As a quick refresher, here's what Obama called "routine":
DNC chairman Debbie Wasserman Schultz was caught red-handed trying to ensure Hillary Clinton beat Bernie Sanders. The revelation resulted in her resignation from the DNC.
Democrats planned to use Sanders' religion against him, hoping Kentucky and West Virginia voters would oppose his based on his Jewish heritage.
The Clinton camp mocked Catholic conservatives, suggesting they're only pretending to be Catholic so as to win votes.
CNN's Donna Brazile was exposed leaking questions to Hillary Clinton in advance of a townhall event.
Politico's Glenn Thrush was caught sending articles to the Clinton campaign before publication, offering them a chance to edit his copy.
Politico's Kenneth Vogel was caught doing the same.
CNBC's John Harwood was caught asking John Podesta for an interview with Hillary, promising he wouldn't ask her any hard questions.
One DNC staffer said it was "fucking stupid" Obama wasn't spending more time helping them raise money.
DNC staffers treated their donors with repeated disrespect, sometimes referring to them as "clowns."

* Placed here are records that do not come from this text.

//! Unified application error model.
//! One enum is shared by the session layer, the permission gate, the realtime synchronizer and
//! the portal entry points, so views can branch on a single taxonomy.

use serde::{Deserialize, Serialize};
use std::fmt::{Display, Formatter};
use thiserror::Error;

#[derive(Debug, Clone, Serialize, Deserialize, PartialEq, Eq)]
#[serde(tag = "type", rename_all = "snake_case")]
pub enum AppError {
    /// Bad credentials or no signed-in identity. User-correctable.
    Auth { code: String, message: String },
    /// Role resolution against the user directory failed.
    Directory { code: String, message: String },
    /// Refused by the permission gate before any store call.
    PermissionDenied { code: String, message: String },
    /// A live query broke; the consuming view must stop treating its data as live.
    Subscription { code: String, message: String },
    NotFound { code: String, message: String },
    UserInput { code: String, message: String },
    Conflict { code: String, message: String },
    Unavailable { code: String, message: String },
    Internal { code: String, message: String },
}

impl AppError {
    pub fn code_str(&self) -> &str {
        match self {
            AppError::Auth { code, .. }
            | AppError::Directory { code, .. }
            | AppError::PermissionDenied { code, .. }
            | AppError::Subscription { code, .. }
            | AppError::NotFound { code, .. }
            | AppError::UserInput { code, .. }
            | AppError::Conflict { code, .. }
            | AppError::Unavailable { code, .. }
            | AppError::Internal { code, .. } => code.as_str(),
        }
    }

    pub fn message(&self) -> &str {
        match self {
            AppError::Auth { message, .. }
            | AppError::Directory { message, .. }
            | AppError::PermissionDenied { message, .. }
            | AppError::Subscription { message, .. }
            | AppError::NotFound { message, .. }
            | AppError::UserInput { message, .. }
            | AppError::Conflict { message, .. }
            | AppError::Unavailable { message, .. }
            | AppError::Internal { message, .. } => message.as_str(),
        }
    }

    pub fn auth<S: Into<String>>(code: S, msg: S) -> Self { AppError::Auth { code: code.into(), message: msg.into() } }
    pub fn directory<S: Into<String>>(code: S, msg: S) -> Self { AppError::Directory { code: code.into(), message: msg.into() } }
    pub fn denied<S: Into<String>>(code: S, msg: S) -> Self { AppError::PermissionDenied { code: code.into(), message: msg.into() } }
    pub fn subscription<S: Into<String>>(code: S, msg: S) -> Self { AppError::Subscription { code: code.into(), message: msg.into() } }
    pub fn not_found<S: Into<String>>(code: S, msg: S) -> Self { AppError::NotFound { code: code.into(), message: msg.into() } }
    pub fn user<S: Into<String>>(code: S, msg: S) -> Self { AppError::UserInput { code: code.into(), message: msg.into() } }
    pub fn conflict<S: Into<String>>(code: S, msg: S) -> Self { AppError::Conflict { code: code.into(), message: msg.into() } }
    pub fn unavailable<S: Into<String>>(code: S, msg: S) -> Self { AppError::Unavailable { code: code.into(), message: msg.into() } }
    pub fn internal<S: Into<String>>(code: S, msg: S) -> Self { AppError::Internal { code: code.into(), message: msg.into() } }

    /// Map to HTTP status code.
    pub fn http_status(&self) -> u16 {
        match self {
            AppError::UserInput { .. } => 400,
            AppError::Auth { .. } => 401,
            AppError::PermissionDenied { .. } => 403,
            AppError::NotFound { .. } => 404,
            AppError::Conflict { .. } => 409,
            AppError::Directory { .. } | AppError::Subscription { .. } => 502,
            AppError::Unavailable { .. } => 503,
            AppError::Internal { .. } => 500,
        }
    }

    /// Errors the person at the keyboard can fix without a retry of the backend.
    pub fn is_user_correctable(&self) -> bool {
        matches!(
            self,
            AppError::Auth { .. } | AppError::UserInput { .. } | AppError::Conflict { .. } | AppError::PermissionDenied { .. }
        )
    }

    pub fn is_permission_denied(&self) -> bool { matches!(self, AppError::PermissionDenied { .. }) }
    pub fn is_not_found(&self) -> bool { matches!(self, AppError::NotFound { .. }) }
}

impl Display for AppError {
    fn fmt(&self, f: &mut Formatter<'_>) -> std::fmt::Result {
        write!(f, "{}: {}", self.code_str(), self.message())
    }
}

impl std::error::Error for AppError {}

pub type AppResult<T> = Result<T, AppError>;

impl From<anyhow::Error> for AppError {
    fn from(err: anyhow::Error) -> Self {
        AppError::Internal { code: "internal_error".into(), message: err.to_string() }
    }
}

impl From<serde_json::Error> for AppError {
    fn from(err: serde_json::Error) -> Self {
        AppError::UserInput { code: "decode_failed".into(), message: err.to_string() }
    }
}

/// Failures reported by an identity provider.
#[derive(Debug, Clone, Error, PartialEq, Eq)]
pub enum IdentityError {
    #[error("invalid credentials")]
    InvalidCredentials,
    #[error("an account already exists for {0}")]
    AccountExists(String),
    #[error("identity provider unreachable")]
    NetworkUnavailable,
}

impl From<IdentityError> for AppError {
    fn from(err: IdentityError) -> Self {
        let message = err.to_string();
        match err {
            IdentityError::InvalidCredentials => AppError::Auth { code: "invalid_credentials".into(), message },
            IdentityError::AccountExists(_) => AppError::Conflict { code: "account_exists".into(), message },
            IdentityError::NetworkUnavailable => AppError::Unavailable { code: "network_unavailable".into(), message },
        }
    }
}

The DNC was caught violating FEC violating donation limits to non-multicandidate PACs.
Other emails found DNC staffers mocking Hispanics, gays, and Republicans.
Perhaps most damning, one showed the DNC panicking after Obama claimed in an interview not to have known about Hillary's secret server -- as all parties were apparently aware this was untrue.
Back on "The Daily Show," Obama also questioned "the state of our democracy" for finding so much interest in the hacked emails, rather than keeping the political debate confined to policy issues.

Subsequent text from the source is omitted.